Du séjour de formation ou d'études à Édimbourg ou Glasgow en plein Scottish Enlightenment (Lumières écossaises), comme ce fut le cas pour B. Constant de 1783 à 1785, jusqu'aux tournées de compositeurs vedettes de la première moitié du XIXe siècle dont Liszt ou Chopin qui les mènent parfois, comme ce sera le cas pour Paganini, jusqu'à Kilmarnock, la patrie du poète Robert Burns, le voyage en Écosse s'affiche sous des modalités très diverses. C'est à partir des traductions de Defauconpret des romans puis des poèmes de Scott que des touristes du continent franchissent la Manche. Parmi eux, Lebrun, auteur d'une Marie Stuart très remarquée sur la scène du Théâtre-Français en 1820, compose en 1825 un poème, « L'Étoile de Vénus », qui fait du rituel du voyage en Écosse une alternative au séjour en Italie. C'est cette année que Lebrun parvient à rencontrer W. Scott à Abbotsford. Amédée Pichot, aujourd'hui tombé dans l'oubli, est l'inspirateur du Trilby de son ami Charles Nodier. Pichot chemine sur les terres de Rob Roy durant l'été 1822. Il publie en 1825 son Voyage historique et littéraire en Angleterre et en Écosse où il nous fait revivre sa rencontre avec Scott et sa découverte de la poésie de Burns. Pichot, dont la traduction de La Dame du lac de Scott paraît en 1821, ramène d'Écosse La Légende de Saint-Oran et la publie en 1825. Pichot fait également paraître en 1834 Le Perroquet de Walter Scott, recueil où l'on peut notamment lire Voyages aux Hébrides ou encore Les deux Macpherson.

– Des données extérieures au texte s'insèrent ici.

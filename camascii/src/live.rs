use image::RgbImage;
use tracing::{debug, info, warn};

use crate::{error::*, font::GlyphRasterizer, pipeline::RenderPipeline};

/// Handed to the per-iteration callback.
pub struct CallbackState<'a> {
    /// The canvas rendered for this iteration.
    pub canvas: &'a RgbImage,
    /// Number of frames rendered so far, this one included.
    pub frames_rendered: u64,
    /// `false` when the source has ended and the last canvas is shown again.
    pub is_new: bool,
}

pub struct RenderOptions {
    /// Keep showing the last canvas once the source runs dry instead of
    /// failing. Meant for still images.
    pub hold_last_frame: bool,
}

/// Pulls frames from a source, renders them and hands each canvas to a
/// callback until the callback asks to stop.
pub struct Renderer<S, R> {
    pipeline: RenderPipeline<R>,
    media: S,
    render_options: RenderOptions,
    last_canvas: Option<RgbImage>,
    frames_rendered: u64,
}

impl<S, R> Renderer<S, R>
where
    S: Iterator<Item = RgbImage>,
    R: GlyphRasterizer,
{
    pub fn new(pipeline: RenderPipeline<R>, media: S, render_options: RenderOptions) -> Self {
        Self {
            pipeline,
            media,
            render_options,
            last_canvas: None,
            frames_rendered: 0,
        }
    }

    pub fn pipeline(&self) -> &RenderPipeline<R> {
        &self.pipeline
    }

    /// Runs until `callback` returns `false` and reports how many frames were
    /// rendered. A source that ends is an error unless
    /// [`RenderOptions::hold_last_frame`] is set and a frame was rendered.
    pub fn run(&mut self, mut callback: impl FnMut(CallbackState) -> bool) -> Result<u64, Error> {
        info!("render loop started");
        loop {
            let is_new = self.advance()?;
            let Some(canvas) = self.last_canvas.as_ref() else {
                return Err(Error::Capture(ERROR_END_OF_STREAM.to_string()));
            };
            let should_continue = callback(CallbackState {
                canvas,
                frames_rendered: self.frames_rendered,
                is_new,
            });
            if !should_continue {
                break;
            }
        }
        info!(frames = self.frames_rendered, "render loop stopped");
        Ok(self.frames_rendered)
    }

    /// Renders the next frame into `last_canvas`. Returns whether a new frame
    /// was rendered.
    fn advance(&mut self) -> Result<bool, Error> {
        match self.media.next() {
            Some(frame) => {
                let canvas = self.pipeline.process(frame)?;
                self.frames_rendered += 1;
                debug!(frame = self.frames_rendered, "rendered frame");
                self.last_canvas = Some(canvas);
                Ok(true)
            }
            None if self.render_options.hold_last_frame && self.last_canvas.is_some() => {
                Ok(false)
            }
            None => {
                warn!(frames = self.frames_rendered, "frame source ended");
                Err(Error::Capture(ERROR_END_OF_STREAM.to_string()))
            }
        }
    }
}
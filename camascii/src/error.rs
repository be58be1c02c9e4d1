//! This module defines the custom error type `Error` used throughout the crate,
//! as well as various error message constants.
use std::io;
use thiserror::Error;

#[derive(Error, Debug)]
pub enum Error {
    #[error("Application error: {0}")]
    Application(String),
    #[error("Render pipeline error: {0}")]
    Pipeline(String),
    #[error("Configuration error: {0}")]
    Config(String),
    #[error("Font error: {0}")]
    Font(String),
    #[error("Capture error: {0}")]
    Capture(String),
}

impl From<Error> for io::Error {
    fn from(error: Error) -> Self {
        io::Error::other(error.to_string())
    }
}

impl From<io::Error> for Error {
    fn from(error: io::Error) -> Self {
        Error::Application(format!("{error}"))
    }
}

impl From<image::ImageError> for Error {
    fn from(error: image::ImageError) -> Self {
        Error::Application(format!("{ERROR_IMAGE}: {error}"))
    }
}

#[cfg(feature = "capture")]
impl From<opencv::Error> for Error {
    fn from(error: opencv::Error) -> Self {
        Error::Capture(format!("{error}"))
    }
}

/// Error message for an unknown render mode string.
pub const ERROR_UNKNOWN_MODE: &str = "Unidentified color format";
/// Error message for a glyph ramp with fewer than two characters.
pub const ERROR_RAMP_TOO_SHORT: &str = "Glyph ramp needs at least two characters";
/// Error message for a glyph ramp that repeats a character.
pub const ERROR_RAMP_DUPLICATE: &str = "Glyph ramp repeats a character";
/// Error message for a gamma value that is not a positive finite number.
pub const ERROR_GAMMA: &str = "Gamma must be a positive finite number";
/// Error message for a font size of zero.
pub const ERROR_FONT_SIZE: &str = "Font size must be a positive integer";
/// Error message for issues related to opening a font file.
pub const ERROR_OPENING_FONT: &str = "Error opening font";
/// Error message for font data that cannot be parsed.
pub const ERROR_INVALID_FONT: &str = "Invalid font data";
/// Error message for a font whose reference glyph has an empty bounding box.
pub const ERROR_EMPTY_GLYPH_CELL: &str = "Reference glyph has an empty cell";
/// Error message for issues related to opening a camera device.
pub const ERROR_OPENING_CAMERA: &str = "Error opening camera";
/// Error message for issues related to opening a video.
pub const ERROR_OPENING_VIDEO: &str = "Error opening video";
/// Error message for a source that stopped yielding frames.
pub const ERROR_END_OF_STREAM: &str = "Frame source ended";
/// Error message for a frame with zero width or height.
pub const ERROR_EMPTY_FRAME: &str = "Frame has zero width or height";
/// Error message for issues related to decoding or encoding an image.
pub const ERROR_IMAGE: &str = "Image error";
/// Error message for issues related to data processing.
pub const ERROR_DATA: &str = "Data error";
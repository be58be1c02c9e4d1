use std::path::PathBuf;

use crate::{
    error::*,
    maps::{CharMap, GlyphRamp},
    mode::RenderMode,
};

pub const DEFAULT_FONT_SIZE: u32 = 10;
pub const DEFAULT_GAMMA: f64 = 1.0;
pub const DEFAULT_CAMERA: u32 = 0;

/// Settings chosen once per run, before the first frame is rendered.
#[derive(Debug, Clone, PartialEq)]
pub struct RenderConfig {
    pub mode: RenderMode,
    /// Font em size in pixels, like a point size; the cell size follows
    /// from it.
    pub font_size: u32,
    pub gamma: f64,
    /// Capture device index.
    pub camera: u32,
    /// Monospace font file. `None` uses the embedded DejaVu Sans Mono Bold.
    pub font_path: Option<PathBuf>,
    /// Custom glyph ramp, emptiest glyph first.
    pub char_map: Option<String>,
}

impl Default for RenderConfig {
    fn default() -> Self {
        Self {
            mode: RenderMode::default(),
            font_size: DEFAULT_FONT_SIZE,
            gamma: DEFAULT_GAMMA,
            camera: DEFAULT_CAMERA,
            font_path: None,
            char_map: None,
        }
    }
}

impl RenderConfig {
    pub fn validate(&self) -> Result<(), Error> {
        if self.font_size == 0 {
            return Err(Error::Config(ERROR_FONT_SIZE.to_string()));
        }
        if !self.gamma.is_finite() || self.gamma <= 0.0 {
            return Err(Error::Config(format!("{ERROR_GAMMA}: {}", self.gamma)));
        }
        self.ramp().map(|_| ())
    }

    pub fn ramp(&self) -> Result<GlyphRamp, Error> {
        match &self.char_map {
            Some(chars) => GlyphRamp::new(CharMap::custom(chars)),
            None => GlyphRamp::new(CharMap::Standard),
        }
    }
}
use crate::error::*;
#[cfg(feature = "capture")]
use crate::util::mat_to_rgb_image;
use image::{ImageReader, RgbImage};
#[cfg(feature = "capture")]
use opencv::{prelude::*, videoio, videoio::VideoCapture};
use std::path::Path;
use tracing::info;

/// Source of RGB frames. Yields `None` once the source is exhausted or a read
/// fails.
#[derive(Debug)]
pub enum FrameIterator {
    Image(Option<RgbImage>),
    #[cfg(feature = "capture")]
    Video(VideoCapture),
}

impl Iterator for FrameIterator {
    type Item = RgbImage;

    fn next(&mut self) -> Option<Self::Item> {
        match self {
            FrameIterator::Image(img) => img.take(),
            #[cfg(feature = "capture")]
            FrameIterator::Video(video) => capture_video_frame(video),
        }
    }
}

impl FrameIterator {
    pub fn is_still(&self) -> bool {
        matches!(self, FrameIterator::Image(_))
    }
}

/// Opens an image or, with the `capture` feature, a video file.
pub fn open_media_from_path(path: &Path) -> Result<FrameIterator, Error> {
    let ext = path
        .extension()
        .and_then(std::ffi::OsStr::to_str)
        .map(str::to_ascii_lowercase);
    match ext.as_deref() {
        Some("png") | Some("bmp") | Some("ico") | Some("tif") | Some("tiff") | Some("jpg")
        | Some("jpeg") | Some("webp") | Some("gif") => open_image(path),
        #[cfg(feature = "capture")]
        _ => open_video(path),
        #[cfg(not(feature = "capture"))]
        _ => open_image(path),
    }
}

/// Opens capture device `index`.
#[cfg(feature = "capture")]
pub fn open_camera(index: u32) -> Result<FrameIterator, Error> {
    let camera = VideoCapture::new(index as i32, videoio::CAP_ANY)?;
    if camera.is_opened()? {
        info!(index, "opened camera");
        Ok(FrameIterator::Video(camera))
    } else {
        Err(Error::Capture(format!("{ERROR_OPENING_CAMERA} {index}")))
    }
}

#[cfg(feature = "capture")]
fn capture_video_frame(video: &mut VideoCapture) -> Option<RgbImage> {
    let mut frame = Mat::default();
    if video.read(&mut frame).unwrap_or(false) && !frame.empty() {
        mat_to_rgb_image(&frame)
    } else {
        None
    }
}

fn open_image(path: &Path) -> Result<FrameIterator, Error> {
    let img = ImageReader::open(path)?.decode()?.into_rgb8();
    info!(path = %path.display(), width = img.width(), height = img.height(), "opened image");
    Ok(FrameIterator::Image(Some(img)))
}

#[cfg(feature = "capture")]
fn open_video(path: &Path) -> Result<FrameIterator, Error> {
    let name = path
        .to_str()
        .ok_or_else(|| Error::Capture(format!("{ERROR_OPENING_VIDEO}: {}", path.display())))?;
    let video = VideoCapture::from_file(name, videoio::CAP_ANY)?;

    if video.is_opened()? {
        info!(path = name, "opened video");
        Ok(FrameIterator::Video(video))
    } else {
        Err(Error::Capture(format!("{ERROR_OPENING_VIDEO}: {name}")))
    }
}
use image::RgbImage;
use opencv::highgui;
use tracing::{debug, warn};

use crate::{error::*, util::rgb_image_to_mat};

/// Keys that end the render loop: space, `q`, `Q` and Esc.
const EXIT_KEYS: [i32; 4] = [b' ' as i32, b'q' as i32, b'Q' as i32, 27];

/// A desktop window that shows rendered canvases.
pub struct Window {
    title: String,
}

impl Window {
    pub fn open(title: &str) -> Result<Self, Error> {
        highgui::named_window(title, highgui::WINDOW_AUTOSIZE)?;
        debug!(title, "opened window");
        Ok(Self {
            title: title.to_string(),
        })
    }

    pub fn show(&self, canvas: &RgbImage) -> Result<(), Error> {
        let mat = rgb_image_to_mat(canvas)?;
        highgui::imshow(&self.title, &mat)?;
        Ok(())
    }

    /// Waits up to `delay_ms` for a key press. Returns `true` when an exit
    /// key was pressed.
    pub fn poll_exit(&self, delay_ms: i32) -> Result<bool, Error> {
        let key = highgui::wait_key(delay_ms.max(1))?;
        Ok(key >= 0 && EXIT_KEYS.contains(&(key & 0xff)))
    }
}

impl Drop for Window {
    fn drop(&mut self) {
        if let Err(e) = highgui::destroy_window(&self.title) {
            warn!("failed to close window {}: {e}", self.title);
        }
    }
}
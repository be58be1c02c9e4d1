use image::RgbImage;

use crate::error::*;

/// Precomputed per-channel gamma lookup: `v -> floor((v / 255)^(1 / gamma) * 255)`.
#[derive(Debug, Clone)]
pub struct GammaTable {
    gamma: f64,
    table: [u8; 256],
    identity: bool,
}

impl GammaTable {
    pub fn new(gamma: f64) -> Result<Self, Error> {
        if !gamma.is_finite() || gamma <= 0.0 {
            return Err(Error::Config(format!("{ERROR_GAMMA}: {gamma}")));
        }
        let inv_gamma = 1.0 / gamma;
        let mut table = [0u8; 256];
        for (i, entry) in table.iter_mut().enumerate() {
            let corrected = (i as f64 / 255.0).powf(inv_gamma) * 255.0;
            // absorbs x.999.. products so that gamma 1.0 is the identity
            *entry = (corrected + 1e-9).floor().min(255.0) as u8;
        }
        let identity = table.iter().enumerate().all(|(i, &v)| i == v as usize);
        Ok(Self {
            gamma,
            table,
            identity,
        })
    }

    pub fn gamma(&self) -> f64 {
        self.gamma
    }

    pub fn is_identity(&self) -> bool {
        self.identity
    }

    #[inline]
    pub fn lookup(&self, value: u8) -> u8 {
        self.table[value as usize]
    }

    pub fn apply(&self, frame: &RgbImage) -> RgbImage {
        let mut out = frame.clone();
        self.apply_mut(&mut out);
        out
    }

    pub fn apply_mut(&self, frame: &mut RgbImage) {
        if self.identity {
            return;
        }
        for channel in frame.iter_mut() {
            *channel = self.table[*channel as usize];
        }
    }
}
use crate::handlers;
use crate::state::AppState;
use axum::{routing::{get, post}, Router};

pub fn router(state: AppState) -> Router {
    Router::new()
        .route("/", get(handlers::index))
        .route("/click/increment", post(handlers::click_increment))
        .route("/click/decrement", post(handlers::click_decrement))
        .route("/click/reset", post(handlers::click_reset))
        .route("/api/stats", get(handlers::get_stats))
        .route("/api/click", post(handlers::click))
        .route("/api/key", post(handlers::key))
        .with_state(state)
}
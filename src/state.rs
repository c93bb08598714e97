use crate::counter::WidgetState;
use std::sync::Arc;
use tokio::sync::Mutex;

#[derive(Clone, Default)]
pub struct AppState {
    pub counter: Arc<Mutex<WidgetState>>,
}

impl AppState {
    pub fn new() -> Self {
        Self::default()
    }
}
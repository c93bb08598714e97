use crate::counter::{Action, WidgetState};
use crate::errors::AppError;
use crate::input::action_for;
use crate::models::{ClickRequest, ClickResponse, KeyRequest, StatsResponse};
use crate::state::AppState;
use crate::ui::render_index;
use axum::{
    extract::State,
    http::StatusCode,
    response::{Html, IntoResponse, Redirect, Response},
    Json,
};

pub async fn index(State(state): State<AppState>) -> Result<Html<String>, AppError> {
    let counter = state.counter.lock().await;
    let stats = to_stats(&counter);
    let page = render_index(&stats).map_err(AppError::internal)?;
    Ok(Html(page))
}

pub async fn get_stats(State(state): State<AppState>) -> Json<StatsResponse> {
    let counter = state.counter.lock().await;
    Json(to_stats(&counter))
}

pub async fn click(
    State(state): State<AppState>,
    Json(payload): Json<ClickRequest>,
) -> Result<Json<ClickResponse>, AppError> {
    let action = Action::parse(payload.action.trim()).ok_or_else(|| {
        AppError::bad_request("action must be 'increment', 'decrement' or 'reset'")
    })?;

    Ok(Json(apply_action(&state, action).await))
}

pub async fn key(State(state): State<AppState>, Json(payload): Json<KeyRequest>) -> Response {
    match action_for(&payload.key, payload.ctrl_key, payload.meta_key) {
        Some(action) => Json(apply_action(&state, action).await).into_response(),
        None => StatusCode::NO_CONTENT.into_response(),
    }
}

pub async fn click_increment(State(state): State<AppState>) -> Redirect {
    apply_action(&state, Action::Increment).await;
    Redirect::to("/")
}

pub async fn click_decrement(State(state): State<AppState>) -> Redirect {
    apply_action(&state, Action::Decrement).await;
    Redirect::to("/")
}

pub async fn click_reset(State(state): State<AppState>) -> Redirect {
    apply_action(&state, Action::Reset).await;
    Redirect::to("/")
}

async fn apply_action(state: &AppState, action: Action) -> ClickResponse {
    let mut counter = state.counter.lock().await;
    counter.apply(action);

    let stats = to_stats(&counter);
    ClickResponse {
        action: action.as_str().to_string(),
        feedback: action.feedback().to_string(),
        count: stats.count,
        total_clicks: stats.total_clicks,
        max_value: stats.max_value,
        min_value: stats.min_value,
        tone: stats.tone,
    }
}

fn to_stats(counter: &WidgetState) -> StatsResponse {
    let snap = counter.snapshot();
    StatsResponse {
        count: snap.count,
        total_clicks: snap.total_clicks,
        max_value: snap.max_value,
        min_value: snap.min_value,
        tone: counter.tone().as_str().to_string(),
    }
}
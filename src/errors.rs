use axum::http::StatusCode;

#[derive(Debug)]
pub struct AppError {
    pub status: StatusCode,
    pub message: String,
}

impl AppError {
    pub fn bad_request(message: impl Into<String>) -> Self {
        Self {
            status: StatusCode::BAD_REQUEST,
            message: message.into(),
        }
    }

    pub fn internal(err: impl std::error::Error) -> Self {
        Self {
            status: StatusCode::INTERNAL_SERVER_ERROR,
            message: err.to_string(),
        }
    }
}

impl axum::response::IntoResponse for AppError {
    fn into_response(self) -> axum::response::Response {
        (self.status, self.message).into_response()
    }
}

Visiter l'Écosse des romantiques, c'est assurément revisiter l'oeuvre de Nodier dans toute sa diversité mais c'est aussi, bien plus largement, constater le destin mêlé d'une Europe culturelle en devenir. On pourra ainsi s'interroger sur les conditions matérielles et les finalités du voyage (pré-)romantique en Écosse, en dresser une typologie ou voir ce en quoi les singularités de cette contrée offrent au récit de voyage, mais aussi aux genres narratifs comme le roman ou le conte ou encore à l'art pictural du paysage, une matière pittoresque ou exotique propice et peut-être même consubstantielle au renouvellement romantique. Les représentations de l'Écosse à travers ses personnages historiques (comme Marie Stuart) ou ses paysages singuliers (comme ceux des Highlands) peuvent fournir des sujets d'études en littérature, en musique et en peinture qui touchent à des questions génériques, thématiques, stylistiques et esthétiques. La circulation européenne et parfois transdisciplinaire d'oeuvres d'origine écossaise peut enfin intéresser de nombreuses approches intertextuelles ou comparatives : adaptation des oeuvres de Scott à l'opéra, imitation du modèle scottien dans la production romanesque européenne, influence des poèmes Ossian et fascination pour la grotte de Fingal en littérature, en peinture et en musique, traduction / réception d'oeuvres écossaises sur le continent ou, en sens inverse, de récits de voyageurs européens ou de tournées de musiciens en Écosse dont on rend compte dans la presse d'Édimbourg ou de Glasgow, audience à l'échelle de toute l'Europe d'une voix éclairée comme celle de Hugh Blair ou d'une institution aussi prestigieuse que The Edinburgh Review autour des grands débats théoriques et esthétiques de leur temps.          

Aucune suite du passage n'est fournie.